As a reader, what I want are stories that can hook me, characters that can fascinate me and worlds that I can fall in love with- I keep saying here in Mythic Scribes that our real job as Fantasy writers is to take our readers out of the real world and plunge them deep into our own worlds, and stop to worry so much about having a perfect language, realistic world-building and other things that are sometimes given too much attention.

The Hunger Games is doing that job wonderfully for me, at least so far =)

Something funny: In _The Neverending Story_ there is a part when Bastian is forced to stop reading the freaking book and leave his place of hiding because, well... he must go to the bathroom!! Then, he starts to consider that such biological needs are never mentioned in all the adventure books that he reads, that the characters are never said to do you-know-what in the stories.

So far, Katniss has already spent many days at the forests and she has never said: "I really needed to hide between the bushes and do you know what!!"


----------



## Sheilawisz (Jun 13, 2012)

I am ready to start reading chapter 22 now, this book is so addictive! XD!!

The Hunger Games could be classified as a futuristic Science Fiction book, but from my point of view, it has plenty of Fantasy elements in it because the author is describing another world that is different in so many ways to the world where we live... I am really transported to this other world when I read the story, so for me it's kind of a Fantasy story.

Who else got teary eyes in the part when Rue dies??


----------



## Kit (Jun 13, 2012)

Sheilawisz said:


> Who else got teary eyes in the part



(raises hand)

But you should put that under a "spoiler" thingie.


----------



## Sheilawisz (Jun 13, 2012)

Well Kit, it could be a spoiler... but anyway, Rue is not mentioned before the reader knows what the Games are about and by that point, it's hardly a surprise to know that this particular character and others will eventually get killed- I did not mention how it happens, by who or when, so I am not really spoiling that moment =)

Something that I disagree about the world of this trilogy:

The Avox people that are servants at the Capitol as punishment for being traitors, supposed to be completely mute simply because their tongues have been cut out (even the avox word kind of means "without a voice") that makes no sense really, because cutting out a person's tongue will just leave that person unable to articulate words to speak.

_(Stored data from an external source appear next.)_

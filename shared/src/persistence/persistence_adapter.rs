use std::collections::HashSet;

use log::{debug, info, warn};
use serde_json::{Map, Value};

use crate::{
    constants::{CLASS_NAME_FIELD, ID_FIELD},
    graph::graph::stub,
    Change, ChangeEffects, EntityId, Graph, PersistenceError, PropertyShape, SchemaRegistry,
    Store,
};

/// Writes entity records into a `Store` one record per id, in shallow form
/// with nested entities replaced by `{id}` link stubs, and reads them back
/// with the stubs resolved.
pub struct PersistenceAdapter {
    store: Box<dyn Store>,
    recover_singletons: bool,
    write_recovered: bool,
    persist_volatile: bool,
}

impl PersistenceAdapter {
    pub fn new<S: Store + 'static>(store: S) -> Self {
        Self {
            store: Box::new(store),
            recover_singletons: true,
            write_recovered: true,
            persist_volatile: false,
        }
    }

    /// Whether a corrupt or missing singleton record is replaced by a fresh
    /// synthesized one on load
    pub fn with_singleton_recovery(mut self, enabled: bool) -> Self {
        self.recover_singletons = enabled;
        self
    }

    /// Whether a recovered singleton is written back to the store. When off,
    /// it only lives in the loaded record.
    pub fn with_recovery_writes(mut self, enabled: bool) -> Self {
        self.write_recovered = enabled;
        self
    }

    /// Whether `volatile` properties are written
    pub fn with_volatile(mut self, enabled: bool) -> Self {
        self.persist_volatile = enabled;
        self
    }

    pub fn store(&self) -> &dyn Store {
        self.store.as_ref()
    }

    pub fn contains(&self, id: &EntityId) -> Result<bool, PersistenceError> {
        Ok(self.store.get(id.as_str())?.is_some())
    }

    /// Writes `record` and every nested entity record found in it. Container
    /// entries that carry a record are written too; the parent keeps only
    /// their keys.
    pub fn persist(&self, schemas: &SchemaRegistry, record: &Value) -> Result<(), PersistenceError> {
        let Some(object) = record.as_object() else {
            return Err(PersistenceError::MissingId {
                record: record.to_string(),
            });
        };
        let Some(id) = object.get(ID_FIELD).and_then(Value::as_str) else {
            return Err(PersistenceError::MissingId {
                record: record.to_string(),
            });
        };
        let class_name = object
            .get(CLASS_NAME_FIELD)
            .and_then(Value::as_str)
            .unwrap_or_default();
        let simplified = schemas.simplified(class_name);

        let mut stored = Map::new();
        for (name, value) in object {
            let property = simplified.and_then(|schema| schema.property(name));
            if property.map(|p| p.volatile).unwrap_or(false) && !self.persist_volatile {
                continue;
            }
            let shape = property
                .map(|p| p.shape.clone())
                .unwrap_or(PropertyShape::Scalar);
            let value = match (&shape, value) {
                (PropertyShape::Entity { .. }, child) if is_record(child) => {
                    self.persist(schemas, child)?;
                    link(child)
                }
                (PropertyShape::Container { .. }, Value::Object(entries)) => {
                    let mut keys = Map::new();
                    for (key, entry) in entries {
                        if is_record(entry) {
                            self.persist(schemas, entry)?;
                        }
                        keys.insert(key.clone(), Value::Null);
                    }
                    Value::Object(keys)
                }
                (PropertyShape::List { item_class: Some(_) }, Value::Array(items)) => {
                    let mut links = Vec::with_capacity(items.len());
                    for item in items {
                        if is_record(item) {
                            self.persist(schemas, item)?;
                            links.push(link(item));
                        } else {
                            links.push(item.clone());
                        }
                    }
                    Value::Array(links)
                }
                (_, value) => value.clone(),
            };
            stored.insert(name.clone(), value);
        }

        let data = serde_json::to_vec(&Value::Object(stored)).map_err(|e| {
            PersistenceError::Encode {
                id: id.to_string(),
                reason: e.to_string(),
            }
        })?;
        self.store.set(id, &data)?;
        debug!("Persisted {}", id);
        Ok(())
    }

    /// Writes the shallow form of a loaded entity
    pub fn persist_entity(
        &self,
        graph: &Graph,
        schemas: &SchemaRegistry,
        id: &EntityId,
    ) -> Result<(), PersistenceError> {
        match graph.to_shallow(id) {
            Some(record) => self.persist(schemas, &record),
            None => Ok(()),
        }
    }

    /// Brings storage in line with an applied change: records of detached
    /// subtrees are deleted, then the changed entity and every entity the
    /// change created are written.
    pub fn persist_change(
        &self,
        graph: &Graph,
        schemas: &SchemaRegistry,
        change: &Change,
        effects: &ChangeEffects,
    ) -> Result<(), PersistenceError> {
        if !self.persist_volatile && self.is_volatile(graph, schemas, change) {
            debug!("Not persisting volatile {}.{}", change.item(), change.property());
            return Ok(());
        }
        for root in &effects.detached {
            if !effects.created.contains(root) {
                self.delete(schemas, root)?;
            }
        }
        self.persist_entity(graph, schemas, change.item())?;
        for id in &effects.created {
            self.persist_entity(graph, schemas, id)?;
        }
        Ok(())
    }

    fn is_volatile(&self, graph: &Graph, schemas: &SchemaRegistry, change: &Change) -> bool {
        graph
            .get(change.item())
            .and_then(|entity| schemas.simplified(entity.class_name()))
            .map(|schema| schema.is_volatile(change.property()))
            .unwrap_or(false)
    }

    /// Reads the record of `id` with nested entity stubs resolved
    /// depth-first. Container entries stay `null`.
    ///
    /// A singleton whose record is missing from a parent link, or unparsable,
    /// is synthesized afresh when recovery is enabled, and written back unless
    /// recovery writes are off. A
    /// record that parses but fails validation is `PersistenceError::Invalid`
    /// and is left in place.
    pub fn load(
        &self,
        schemas: &SchemaRegistry,
        id: &EntityId,
    ) -> Result<Option<Value>, PersistenceError> {
        let mut visiting = HashSet::new();
        self.load_record(schemas, id, &mut visiting)
    }

    fn load_record(
        &self,
        schemas: &SchemaRegistry,
        id: &EntityId,
        visiting: &mut HashSet<EntityId>,
    ) -> Result<Option<Value>, PersistenceError> {
        let Some(data) = self.store.get(id.as_str())? else {
            return Ok(None);
        };
        if !visiting.insert(id.clone()) {
            return Err(PersistenceError::Corrupt {
                id: id.to_string(),
                reason: "record links back to itself".to_string(),
            });
        }
        let result = match self.expand(schemas, id, &data, visiting) {
            Ok(record) => Ok(Some(record)),
            Err(PersistenceError::Corrupt { id: corrupt, reason }) if corrupt == id.as_str() => {
                self.recover(schemas, id, reason).map(Some)
            }
            Err(error) => Err(error),
        };
        visiting.remove(id);
        result
    }

    fn expand(
        &self,
        schemas: &SchemaRegistry,
        id: &EntityId,
        data: &[u8],
        visiting: &mut HashSet<EntityId>,
    ) -> Result<Value, PersistenceError> {
        let corrupt = |reason: String| PersistenceError::Corrupt {
            id: id.to_string(),
            reason,
        };
        let invalid = |reason: String| PersistenceError::Invalid {
            id: id.to_string(),
            reason,
        };
        let record: Value =
            serde_json::from_slice(data).map_err(|e| corrupt(e.to_string()))?;
        let Value::Object(mut record) = record else {
            return Err(corrupt("record is not an object".to_string()));
        };
        if record.get(ID_FIELD).and_then(Value::as_str) != Some(id.as_str()) {
            return Err(invalid("record id does not match its key".to_string()));
        }
        let Some(class_name) = record
            .get(CLASS_NAME_FIELD)
            .and_then(Value::as_str)
            .map(str::to_string)
        else {
            return Err(invalid("record has no className".to_string()));
        };
        let Some(simplified) = schemas.simplified(&class_name) else {
            return Err(invalid(format!("unknown class {}", class_name)));
        };

        for (name, property) in &simplified.properties {
            let Some(value) = record.get_mut(name) else {
                continue;
            };
            match &property.shape {
                PropertyShape::Entity { .. } => {
                    if let Some(child) = link_id(value) {
                        *value = self.resolve_link(schemas, id, name, &child, visiting)?;
                    }
                }
                PropertyShape::List { item_class: Some(_) } => {
                    if let Value::Array(items) = value {
                        for item in items.iter_mut() {
                            if let Some(child) = link_id(item) {
                                *item = self.resolve_link(schemas, id, name, &child, visiting)?;
                            }
                        }
                    }
                }
                _ => {}
            }
        }

        let mut checked = record.clone();
        schemas.fill_defaults(&class_name, &mut checked);
        let checked = Value::Object(checked);
        if let Err(errors) = schemas.validate(&class_name, &checked) {
            let reasons: Vec<String> = errors.iter().map(ToString::to_string).collect();
            return Err(invalid(reasons.join("; ")));
        }
        Ok(Value::Object(record))
    }

    fn resolve_link(
        &self,
        schemas: &SchemaRegistry,
        parent: &EntityId,
        property: &str,
        child: &EntityId,
        visiting: &mut HashSet<EntityId>,
    ) -> Result<Value, PersistenceError> {
        if let Some(record) = self.load_record(schemas, child, visiting)? {
            return Ok(record);
        }
        if schemas.singleton_for(child).is_some() {
            return self.recover(
                schemas,
                child,
                format!("record linked from {}.{} is missing", parent, property),
            );
        }
        warn!("Record {} linked from {}.{} is missing", child, parent, property);
        Ok(Value::Null)
    }

    fn recover(
        &self,
        schemas: &SchemaRegistry,
        id: &EntityId,
        reason: String,
    ) -> Result<Value, PersistenceError> {
        let singleton = schemas.singleton_for(id).map(|fragment| fragment.class_name().to_string());
        let Some(class_name) = singleton.filter(|_| self.recover_singletons) else {
            return Err(PersistenceError::Corrupt {
                id: id.to_string(),
                reason,
            });
        };
        warn!("Record {} is unusable ({}), recreating it", id, reason);
        let record = schemas.synthesize(&class_name, Some(id.clone()), None, "")?;
        if self.write_recovered {
            self.persist(schemas, &record)?;
            info!("Recovered singleton {}", id);
        } else {
            info!("Recovered singleton {} without writing it", id);
        }
        Ok(record)
    }

    /// Removes the record of `id` and, through the stored records, those of
    /// every nested entity, container member and entity list member
    pub fn delete(&self, schemas: &SchemaRegistry, id: &EntityId) -> Result<(), PersistenceError> {
        let mut pending = vec![id.clone()];
        let mut seen = HashSet::new();
        while let Some(id) = pending.pop() {
            if !seen.insert(id.clone()) {
                continue;
            }
            let Some(data) = self.store.get(id.as_str())? else {
                continue;
            };
            if let Ok(Value::Object(record)) = serde_json::from_slice::<Value>(&data) {
                pending.extend(stored_children(schemas, &record));
            }
            self.store.remove(id.as_str())?;
            debug!("Deleted record {}", id);
        }
        Ok(())
    }
}

// A full entity record rather than a link stub
fn is_record(value: &Value) -> bool {
    value.get(CLASS_NAME_FIELD).is_some()
}

fn link(record: &Value) -> Value {
    match record.get(ID_FIELD).and_then(Value::as_str) {
        Some(id) => stub(&EntityId::new(id)),
        None => Value::Null,
    }
}

fn link_id(value: &Value) -> Option<EntityId> {
    let object = value.as_object()?;
    if object.len() != 1 {
        return None;
    }
    object.get(ID_FIELD).and_then(Value::as_str).map(EntityId::new)
}

fn stored_children(schemas: &SchemaRegistry, record: &Map<String, Value>) -> Vec<EntityId> {
    let class_name = record
        .get(CLASS_NAME_FIELD)
        .and_then(Value::as_str)
        .unwrap_or_default();
    let Some(simplified) = schemas.simplified(class_name) else {
        return Vec::new();
    };
    let mut children = Vec::new();
    for (name, property) in &simplified.properties {
        let Some(value) = record.get(name) else {
            continue;
        };
        match (&property.shape, value) {
            (PropertyShape::Entity { .. }, value) => children.extend(link_id(value)),
            (PropertyShape::Container { .. }, Value::Object(entries)) => {
                children.extend(entries.keys().map(EntityId::new))
            }
            (PropertyShape::List { item_class: Some(_) }, Value::Array(items)) => {
                children.extend(items.iter().filter_map(link_id))
            }
            _ => {}
        }
    }
    children
}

They would still have their voices intact, and they would be able to scream and sing without words =)


----------



## Sheilawisz (Jun 18, 2012)

I have finished reading _The Hunger Games_ after crying a lot with chapter 25, today I just bought _Catching Fire_ and I can't wait to start reading it!!


----------



## Claire (Jun 19, 2012)

I enjoyed the whole series. I like to think of myself as not being a book snob (I have a few friends who seem to hate any book that becomes popular, as if "the masses" couldn't possibly like anything that has literary value), but when this series rose in popularity, I have to admit, I found myself wanting to avoid it. Silly, probably. After my husband and I saw the movie, I realized why the series is so popular - killer concept. Reality TV on steriods - something anyone with a television in this day and age can relate to. I read somewhere that Collins thought up the concept while channel flipping between coverage of the war in Afghanistan and an episode of Survivor. Not sure if that's totally true, but I can imagine...

They were a quick read for me, but I was totally engaged. Katniss is a cool character and the deep first person really lets you see the world through her eyes, and her eyes only. You don't see how other people see her, until the other characters come out and tell her. Interesting perspective. I'm not usually a huge fan of first person, but here it totally works. 

I actually did like books 2 and 3. With a fast paced series like this one, I tend to just blast through them and take them at face value, as long as I'm really caught up in the story. Plus, I'm super easy to fool - I never know the twists and turns in a story unless they are really obvious (like, the Matrix totally blew my mind the first time I saw it and I had no idea Bruce Willis was dead in the Sixth Sense, lol). A couple of the things in book 2 threw me for a loop - kept it exciting. 

Collins really did some things well. She immediately draws you in and gets the action going from the get-go. You are emotionally invested in the story right away. And even though you know Katniss is going to live (in the first book), you keep reading because you want to know HOW it all happens. And who else is left standing at the end.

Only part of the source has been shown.